John P Holdren is the Teresa and John Heinz Research Professor of Environmental Policy at Harvard’s Kennedy School of Government, Faculty Co-Chair of the Science, Technology, and Public Policy program in the School’s Belfer Center for Science and International Affairs, founding Co-Chair of the Center’s Energy Technology Innovation Project, and co-founder of its Managing the Atom project.
He is also Emeritus Professor in Harvard’s Department of Earth and Planetary Sciences, Emeritus Affiliated Professor in Environmental Science and Engineering in its School of Engineering and Applied Science, President Emeritus of the Woods Hole Research Center (now the Woodwell Climate Research Center), and Emeritus Professor of Energy and Resources at the University of California, Berkeley, where he co-founded and co-led the campus-wide, interdisciplinary, graduate program in Energy and Resources (the Energy and Resources Group) from 1973 to 1996.

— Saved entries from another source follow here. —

impl Session {
    pub(crate) fn new(
        cfg: ExtractorConfig,
        registry: Arc<Registry>,
        source: Box<dyn StreamSource>,
        out: mpsc::Sender<Vec<u8>>,
        err_tx: mpsc::UnboundedSender<Error>,
        hooks: EventHooks,
    ) -> Self {
        Self {
            queue: Queue::default(),
            frames: None,
            errors: None,
            kill: None,
            frames_delivered: 0,
            t_start: 0.0,
            speed: 1.0,
            last_stream_err: None,
            file_done: None,
            out,
            err_tx,
            cfg,
            registry,
            source,
            hooks,
        }
    }

    /// The session loop. Suspends only on the three-way wait below; the
    /// output sink's consumption rate provides all real-time pacing.
    pub(crate) async fn run(mut self, mut commands: mpsc::Receiver<Command>) {
        loop {
            let frames_live = self.frames.is_some() && !self.queue.paused;
            let errors_live = self.errors.is_some();
            let tick = tokio::select! {
                biased;
                cmd = commands.recv() => Tick::Cmd(cmd),
                err = recv_opt(&mut self.errors), if errors_live => Tick::StreamErr(err),
                frame = recv_opt(&mut self.frames), if frames_live => Tick::Frame(frame),
            };
            match tick {
                Tick::Frame(Some(frame)) => {
                    let _ = self.out.send(frame).await;
                    self.frames_delivered += 1;
                }
                Tick::Frame(None) => self.on_stream_finished().await,
                Tick::StreamErr(Some(err)) => self.on_stream_error(err).await,
                Tick::StreamErr(None) => {
                    // Producer exited cleanly; let buffered frames drain.
                    self.errors = None;
                    self.kill = None;
                }
                Tick::Cmd(Some(cmd)) => self.handle_command(cmd).await,
                Tick::Cmd(None) => {
                    log::debug!("command channel closed, shutting down session");
                    self.kill_stream();
                    self.hooks.killed();
                    return;
                }
            }
        }
    }

    async fn handle_command(&mut self, cmd: Command) {
        match cmd {
            Command::Play => {
                self.queue.paused = false;
                if self.frames.is_none() {
                    self.jump(1).await;
                }
            }
            Command::Pause => self.queue.paused = true,
            Command::Loop(on) => self.queue.looping = on,
            Command::Jump(n) => self.jump(n).await,
            Command::SkipAll => {
                self.kill_stream();
                self.queue.skip_all();
            }
            Command::Shuffle => self.queue.shuffle(),
            Command::Unshuffle => self.queue.unshuffle(),
            Command::Swap(a, b) => {
                if self.queue.in_bounds(a) && self.queue.in_bounds(b) {
                    self.queue.ahead_unshuffled = None;
                    let replaces_playing = a == 0 || b == 0;
                    if replaces_playing {
                        self.kill_stream();
                    }
                    self.queue.swap_signed(a, b);
                    if replaces_playing {
                        self.refresh_stream(0.0, self.speed).await;
                    }
                }
            }
            Command::Delete(mut indices) => {
                self.queue.ahead_unshuffled = None;
                // Largest distance from the playhead first, so removals
                // don't invalidate the indices still to come.
                indices.sort_by(|a, b| b.abs().cmp(&a.abs()));
                for i in indices {
                    if i == 0 {
                        self.kill_stream();
                        self.queue.playing = None;
                        self.refresh_stream(0.0, self.speed).await;
                    } else {
                        self.queue.remove_signed(i);
                    }
                }
            }
            Command::AddFront(tracks) => {
                self.queue.ahead.splice(0..0, tracks);
                self.queue.shuffle_offset += 1;
            }
            Command::AddBack(mut tracks) => self.queue.ahead.append(&mut tracks),
            Command::Seek(target) => {
                if target > self.playback_time() && target < self.buffered_time() {
                    log::debug!("seeking to {target}s within the buffer");
                    while self.playback_time() < target {
                        let Some(frames) = self.frames.as_mut() else {
                            break;
                        };
                        match frames.recv().await {
                            Some(_) => self.frames_delivered += 1,
                            None => break,
                        }
                    }
                } else {
                    log::debug!("seeking to {target}s by restarting the stream");
                    self.refresh_stream(target, self.speed).await;
                }
            }
            Command::Speed(speed) => {
                let at = self.playback_time();
                self.refresh_stream(at, speed).await;
            }
            Command::PlayFileAndStop { done, data } => {
                self.kill_stream();
                let handle = self.source.open(StreamRequest {
                    input: "pipe:".to_string(),
                    stdin: Some(data),
                    seek: 0.0,
                    speed: 1.0,
                    inet_only: false,
                });
                self.install(handle);
                self.frames_delivered = 0;
                self.t_start = 0.0;
                self.speed = 1.0;
                self.queue.paused = false;
                self.queue.looping = false;
                self.file_done = Some(done);
            }
            Command::GetTime(reply) => {
                let _ = reply.send(self.playback_time());
            }
            Command::GetQueue(reply) => {
                let _ = reply.send(self.queue.clone());
            }
            Command::GetSpeed(reply) => {
                let _ = reply.send(self.speed);
            }
        }
    }

    async fn on_stream_finished(&mut self) {
        self.reset_slots();
        if let Some(done) = self.file_done.take() {
            let _ = done.send(());
        }
        log::debug!("frame channel closed, advancing");
        if self.queue.looping {
            self.refresh_stream(0.0, self.speed).await;
        } else {
            self.jump(1).await;
        }
    }

    async fn on_stream_error(&mut self, err: Error) {
        let _ = self.err_tx.send(err);
        self.reset_slots();
        // One automatic resurrection per window; a second failure inside
        // it skips the track.
        let now = Instant::now();
        if self.retry_allowed(now) {
            let at = self.playback_time();
            self.refresh_stream(at, self.speed).await;
        } else {
            self.jump(1).await;
            let _ = self.err_tx.send(Error::StreamSkipped);
        }
        self.last_stream_err = Some(now);
    }

    async fn jump(&mut self, n: i64) {
        self.kill_stream();
        self.queue.shift(n);
        self.refresh_stream(0.0, self.speed).await;
    }

    /// Tears down the producer and starts a new one for the playing track,
    /// re-extracting the stream URL first when it is missing or expired.
    /// With nothing playing this resets to the idle state. Either way the
    /// stream-updated hook fires once.
    async fn refresh_stream(&mut self, seek: f64, speed: f64) {
        let mut seek = seek;
        loop {
            let Some(playing) = self.queue.playing.clone() else {
                self.frames_delivered = 0;
                self.t_start = 0.0;
                self.speed = 1.0;
                self.hooks.stream_updated();
                return;
            };
            self.kill_stream();

            if playing.stream_url.is_empty() || Utc::now() >= playing.expires {
                match self.reextract(&playing.source_url).await {
                    Reextract::Replaced(track) => self.queue.playing = Some(track),
                    Reextract::BadData => {
                        let _ = self.err_tx.send(Error::InvalidRefreshData);
                    }
                    Reextract::Skip => {
                        let _ = self.err_tx.send(Error::StreamSkipped);
                        self.queue.shift(1);
                        seek = 0.0;
                        continue;
                    }
                }
            }

            let input = self
                .queue
                .playing
                .as_ref()
                .map(|t| t.stream_url.clone())
                .unwrap_or_default();
            let handle = self.source.open(StreamRequest {
                input,
                stdin: None,
                seek,
                speed,
                inet_only: true,
            });
            self.install(handle);
            self.frames_delivered = 0;
            self.t_start = seek;
            self.speed = speed;
            self.hooks.stream_updated();
            return;
        }
    }

    /// Re-runs extraction for the playing track's source URL. Retries
    /// immediately on the first failure in a while; a second failure
    /// within the window gives up.
    async fn reextract(&mut self, source_url: &str) -> Reextract {
        loop {
            match self.registry.extract(&self.cfg, source_url).await {
                Ok(mut tracks) => {
                    if tracks.len() == 1 {
                        return Reextract::Replaced(tracks.remove(0));
                    }
                    return Reextract::BadData;
                }
                Err(err) => {
                    log::warn!("stream refresh failed: {err}");
                    let now = Instant::now();
                    let retry = self.retry_allowed(now);
                    self.last_stream_err = Some(now);
                    if !retry {
                        return Reextract::Skip;
                    }
                }
            }
        }
    }

    fn retry_allowed(&self, now: Instant) -> bool {
        match self.last_stream_err {
            Some(prev) => now.duration_since(prev) > RETRY_WINDOW,
            None => true,
        }
    }

    /// Kills any live producer and clears all three slots. Sending on the
    /// one-shot kill consumes it, so a second kill cannot happen.
    fn kill_stream(&mut self) {
        if let Some(kill) = self.kill.take() {
            let _ = kill.send(());
        }
        self.frames = None;
        self.errors = None;
    }

    fn reset_slots(&mut self) {
        self.frames = None;
        self.errors = None;
        self.kill = None;
    }

    fn install(&mut self, handle: StreamHandle) {
        self.frames = Some(handle.frames);
        self.errors = Some(handle.errors);
        self.kill = Some(handle.kill);
    }

    fn playback_time(&self) -> f64 {
        self.t_start + self.frames_delivered as f64 * audio::FRAME_DURATION * self.speed
    }

    /// Playback time of the last frame sitting in the look-ahead buffer.
    fn buffered_time(&self) -> f64 {
        let pending = self.frames.as_ref().map(|rx| rx.len()).unwrap_or(0) as u64;
        self.t_start
            + (self.frames_delivered + pending) as f64 * audio::FRAME_DURATION * self.speed
    }
}
use std::process::Stdio;

use tokio::io::{AsyncBufReadExt, AsyncWriteExt, BufReader};
use tokio::process::{Child, Command};
use tokio::sync::{mpsc, oneshot};

use crate::audio::{
    ogg, StreamHandle, BIT_RATE, BUFFER_SECONDS, CHANNELS, FRAMES_PER_SECOND, FRAME_DURATION,
};
use crate::error::{Error, Result};

/// Spawns the transcoder for `input` and returns the producer handle.
///
/// `input` is a URL, a file path, or `pipe:` together with `stdin` bytes.
/// With `inet_only` set, anything that is not an http/https address fails
/// immediately with [`Error::NotHttp`]. A nonzero `seek` asks the
/// transcoder for an accurate seek; `speed` outside 1.0 applies a tempo
/// filter and must stay within 0.5-3.0.
pub fn stream(
    ffmpeg_path: &str,
    input: &str,
    stdin: Option<Vec<u8>>,
    seek_seconds: f64,
    speed: f64,
    inet_only: bool,
) -> StreamHandle {
    let (frame_tx, frames) = mpsc::channel(BUFFER_SECONDS * FRAMES_PER_SECOND);
    let (err_tx, errors) = mpsc::channel(1);
    let (kill, kill_rx) = oneshot::channel();

    let ffmpeg_path = ffmpeg_path.to_string();
    let input = input.to_string();
    tokio::spawn(async move {
        let result = run(
            &ffmpeg_path,
            &input,
            stdin,
            seek_seconds,
            speed,
            inet_only,
            frame_tx,
            kill_rx,
        )
        .await;
        if let Err(err) = result {
            let _ = err_tx.send(err).await;
        }
    });

    StreamHandle { frames, errors, kill }
}

#[allow(clippy::too_many_arguments)]
async fn run(
    ffmpeg_path: &str,
    input: &str,
    stdin: Option<Vec<u8>>,
    seek_seconds: f64,
    speed: f64,
    inet_only: bool,
    frames: mpsc::Sender<Vec<u8>>,
    mut kill: oneshot::Receiver<()>,
) -> Result<()> {
    if inet_only && !(input.starts_with("http://") || input.starts_with("https://")) {
        return Err(Error::NotHttp);
    }
    if speed != 1.0 && !(0.5..=3.0).contains(&speed) {
        return Err(Error::InvalidSpeed(speed));
    }

    let mut cmd = Command::new(ffmpeg_path);
    cmd.args(["-vn", "-sn", "-dn"]);
    if seek_seconds != 0.0 {
        cmd.arg("-accurate_seek")
            .arg("-ss")
            .arg(format!("{seek_seconds:.5}"));
    }
    cmd.arg("-i").arg(input);
    if speed != 1.0 {
        cmd.arg("-filter:a").arg(format!("atempo={speed:.5}"));
    }
    cmd.arg("-ab")
        .arg(BIT_RATE.to_string())
        .arg("-ac")
        .arg(CHANNELS.to_string())
        .arg("-frame_size")
        .arg(((FRAME_DURATION * 1000.0) as u32).to_string())
        .args(["-f", "opus", "pipe:1"])
        .stdin(if stdin.is_some() {
            Stdio::piped()
        } else {
            Stdio::null()
        })
        .stdout(Stdio::piped())
        .stderr(Stdio::piped());

    let mut child = cmd.spawn()?;

    if let Some(bytes) = stdin {
        let mut child_stdin = child.stdin.take().expect("stdin is piped");
        tokio::spawn(async move {
            let _ = child_stdin.write_all(&bytes).await;
            let _ = child_stdin.shutdown().await;
        });
    }

    let stdout = child.stdout.take().expect("stdout is piped");
    let stderr = child.stderr.take().expect("stderr is piped");

    // Keep the transcoder's last complaint around for the exit error.
    let stderr_tail = tokio::spawn(async move {
        let mut lines = BufReader::new(stderr).lines();
        let mut last = String::new();
        while let Ok(Some(line)) = lines.next_line().await {
            if !line.trim().is_empty() {
                last = line;
            }
        }
        last
    });

    let mut packets = ogg::PacketReader::new(BufReader::new(stdout));

    loop {
        // A dropped kill sender counts as a kill: the consumer is gone.
        let next = tokio::select! {
            _ = &mut kill => {
                interrupt(child);
                return Ok(());
            }
            packet = packets.next_packet() => packet,
        };
        match next {
            Ok(Some(frame)) => {
                tokio::select! {
                    _ = &mut kill => {
                        interrupt(child);
                        return Ok(());
                    }
                    sent = frames.send(frame) => {
                        if sent.is_err() {
                            interrupt(child);
                            return Ok(());
                        }
                    }
                }
            }
            Ok(None) => break,
            Err(err) => {
                interrupt(child);
                return Err(err);
            }
        }
    }

    log::debug!("transcoder output finished, waiting for exit");
    let status = tokio::select! {
        _ = &mut kill => {
            interrupt(child);
            return Ok(());
        }
        status = child.wait() => status?,
    };
    if !status.success() {
        let detail = stderr_tail.await.unwrap_or_default();
        return Err(Error::Transcoder {
            status: status.code().unwrap_or(-1),
            detail,
        });
    }
    Ok(())
}

/// Interrupts the transcoder and reaps it in the background.
fn interrupt(mut child: Child) {
    #[cfg(unix)]
    if let Some(pid) = child.id() {
        unsafe {
            libc::kill(pid as libc::pid_t, libc::SIGINT);
        }
    }
    #[cfg(not(unix))]
    let _ = child.start_kill();
    tokio::spawn(async move {
        let _ = child.wait().await;
    });
}

#[cfg(test)]
mod tests {
    use super::*;

    #[tokio::test]
    async fn rejects_non_http_input_when_inet_only() {
        let mut handle = stream("ffmpeg", "/tmp/local.opus", None, 0.0, 1.0, true);
        assert!(matches!(handle.errors.recv().await, Some(Error::NotHttp)));
        assert!(handle.errors.recv().await.is_none());
        assert!(handle.frames.recv().await.is_none());
    }

    #[tokio::test]
    async fn rejects_out_of_range_speed() {
        let mut handle = stream("ffmpeg", "http://localhost/a.opus", None, 0.0, 5.0, true);
        assert!(matches!(
            handle.errors.recv().await,
            Some(Error::InvalidSpeed(_))
        ));
    }

    #[tokio::test]
    async fn surfaces_spawn_failure() {
        let mut handle = stream(
            "/nonexistent/transcoder-binary",
            "http://localhost/a.opus",
            None,
            0.0,
            1.0,
            true,
        );
        assert!(matches!(handle.errors.recv().await, Some(Error::Io(_))));
        assert!(handle.frames.recv().await.is_none());
    }
}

He was President Obama’s Science Advisor and the Senate-confirmed Director of the White House Office of Science and Technology Policy through both Obama terms (becoming the longest-serving Science Advisor to the President in the history of the position). His responsibilities in the White House included advising the President on the science and technology aspects of all the issues before him, chairing the National Science and Technology Council and the interagency Arctic Executive Steering Committee; co-chairing the President’s Council of Advisors of Science and Technology (PCAST), the National Ocean Council, and the Council on Climate-Change Preparedness and Resilience; and overseeing ministerial-level US collaborations on science and technology with Brazil, China, India, Japan, Russia, and South Korea. He was one of the principal architects of the administration’s policies on both energy and climate change.
Trained at MIT and Stanford in aerospace engineering, space science, and theoretical plasma physics, Dr. Holdren is a member of the U.S. National Academy of Sciences, U.S. National Academy of Engineering, the American Philosophical Society, and the American Academy of Arts and Sciences, as well as a Foreign Member of the UK’s Royal Society and the Indian National Academy of Engineering.
He chaired for many years the Executive Committee of the Pugwash Conferences on Science and World Affairs and, on its behalf, gave the acceptance speech for its Nobel Peace Prize in 1995. His other honors include one of the first MacArthur Foundation Prize Fellowships (“genius awards”) 1981-86, the Volvo International Environment Prize (1993), the Tyler Prize for Environmental Achievement (2000), the John Heinz Prize in Public Policy (2001), the Daniel Patrick Moynihan Prize of the American Academy of Political and Social Science (2018, the only natural scientist ever to receive this award), the Arthur M. Bueche Award of the National Academy of Engineering (2021, for “extraordinary impact on the engineering profession”), and the Public Welfare Medal of the National Academy of Sciences (2022, that Academy’s highest honor).